Addition of phalloidin, which stiffens bare actin segments (28) and thus introduces a mechanical gradient at boundaries, promotes vertebrate cofilin-mediated severing of WT yeast actin filaments (Fig. S3). Furthermore, severing of A167E yeast actin filaments scales with the difference in stiffness between flexible cofilin-decorated segments and bare actin segments, whose rigidity and structure depends on stiffness site cation occupancy (Fig. S4), suggesting that the steepness of the mechanical gradient and structural change at boundaries determines filament severing efficiency. The gradient steepness is determined by the rigidity and conformational flexibility of bare segments with stiffness cation binding sites, because cofilactin segment rigidity is similar at all [Mg2+]. Both mechanical and topological discontinuities are likely to be required for efficient severing by cofilin, because regulatory proteins (e.g., tropomyosin and myosin) and ligands that stiffen filaments (2931) without dramatically altering filament structure (32) do not sever filaments, even at partial occupancy (Fig. S3 and ref. 31).

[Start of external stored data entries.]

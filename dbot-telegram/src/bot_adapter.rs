//! Wraps teloxide::Bot and implements [`dbot_core::Bot`]. Production code sends messages via
//! Telegram; tests can substitute another Bot impl.

use async_trait::async_trait;
use dbot_core::{parse_message_id, Bot as CoreBot, Chat, DbotError, Message, Photo, Result};
use teloxide::prelude::*;
use teloxide::types::{ChatId, InputFile, MessageId, ReplyParameters};
use tracing::debug;

/// Thin wrapper around teloxide::Bot that implements dbot-core's Bot trait.
pub struct TelegramBotAdapter {
    bot: teloxide::Bot,
}

impl TelegramBotAdapter {
    /// Creates an adapter from an existing teloxide Bot.
    pub fn new(bot: teloxide::Bot) -> Self {
        Self { bot }
    }

    /// Returns the underlying teloxide::Bot for direct API use when needed.
    pub fn inner(&self) -> &teloxide::Bot {
        &self.bot
    }
}

#[async_trait]
impl CoreBot for TelegramBotAdapter {
    async fn send_message(&self, chat: &Chat, text: &str) -> Result<()> {
        self.bot
            .send_message(ChatId(chat.id), text.to_string())
            .await
            .map_err(|e| DbotError::Bot(e.to_string()))?;
        Ok(())
    }

    async fn reply_to(&self, message: &Message, text: &str) -> Result<()> {
        let id = parse_message_id(&message.id)?;
        self.bot
            .send_message(ChatId(message.chat.id), text.to_string())
            .reply_parameters(ReplyParameters::new(MessageId(id)))
            .await
            .map_err(|e| DbotError::Bot(e.to_string()))?;
        Ok(())
    }

    async fn send_photo(&self, chat: &Chat, photo: Photo, caption: &str) -> Result<()> {
        debug!(
            chat_id = chat.id,
            file_name = %photo.file_name,
            size = photo.data.len(),
            "Uploading photo"
        );
        let input = InputFile::memory(photo.data).file_name(photo.file_name);
        self.bot
            .send_photo(ChatId(chat.id), input)
            .caption(caption.to_string())
            .await
            .map_err(|e| DbotError::Bot(e.to_string()))?;
        Ok(())
    }
}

The two variants of yeast actin with different stiffness sites, WT and A167E mutant, provide an experimental tool to directly evaluate the role of cofilin severing activity in cells. Cofilin is essential for S. cerevisiae viability (33). Vertebrate cofilin does not sever yeast actin filaments (Fig. 2) and does not rescue the lethal phenotype associated with yeast cofilin deletion (Fig. 3A, sector 3) (22). With the yeast cofilin gene intact, the A167E yeast actin mutant is viable and displays little or no defect in growth (Fig. 3A, sectors 1 and 2) or actin patch and cable dynamics (Fig. 3 B and C, Table 1, and Movies S1 and S2) compared with WT cells. Strikingly, vertebrate cofilin in the A167E yeast actin background rescues the viability of yeast cofilin deletion (Fig. 3A, sector 4), indicating that the actin filament severing activity of cofilin is essential for its function in cells. Yeast cells with A167E actin and vertebrate cofilin assemble actin patches and actin cables (Fig. 3 BG and Movies S3–S6) with patch internalization efficiencies comparable to those of WT and A167E cells (Table 1). Patches of yeast cells with A167E and vertebrate cofilin seem to be slightly more stable than those of WT cells, as indicated by the patch lifetimes (Table 1).

Fig. 3.

Fig. 3.

Actin filament-severing activity of cofilin is essential for viability and actin dynamics in yeast. (A) A single-point mutation in yeast actin allows human cofilin to function in yeast. Yeast strain MHY8403 (act1Δ cof1Δ/YCp50ACT1, pRS316COF1) was transformed with pairs of plasmids bearing the indicated alleles and spread on selection plates lacking leucine and histidine. Single colonies were then streaked onto FOA plates and incubated at 30 °C for 4 d. The act1-A167E hCOF strain (sector 4) grows slightly more slowly than the other two viable strains. (BD) Representative images of actin cables in (B) ABP140-3GFP, (C) act1-A167E ABP140-3GFP, and (D) act1-A167E hCOF ABP140-3GFP yeast cells. (Scale bars, 5 μm in BD). (EG) Representative kymographs of actin patches in (E) Abp1-GFP, (F) act1-A167E ABP1-GFP, and (G) act1-A167E hCof1 ABP1-GFP yeast cells. Average patch lifetimes and percentages of internalization are summarized in Table 1 (n > 50 patches per strain).

Table 1.

Actin patch lifetimes and percentage of internalization in WT and mutant strains

Strain Lifetime, s No. of patches P value Internalization percentage
WT 12.7 ± 2.5 54 91
act1-A167E 14.5 ± 3.1 68 0.0005 88
act1-A167E hCof 21.0 ± 6.3 63 0.0001 84

Uncertainties represent ± SD.

These results favor a model in which each bound cofilin dissociates a stiffness cation at an actin subunit interface, which compromises longitudinal and lateral contacts between adjacent filament subunits (Fig. 1). Loss of these contacts introduces a local change in compliance and mechanical phase boundary of differential stiffness within the filament that is susceptible to fragmentation by shape deformations (12). The absence of a stiffness site renders WT yeast actin filaments resistant to fragmentation by vertebrate cofilin because mechanical gradients and corresponding conformational changes and fluctuations at junctions between bare and cofilin-decorated segments are small or nonexistent without stiffness-site cations.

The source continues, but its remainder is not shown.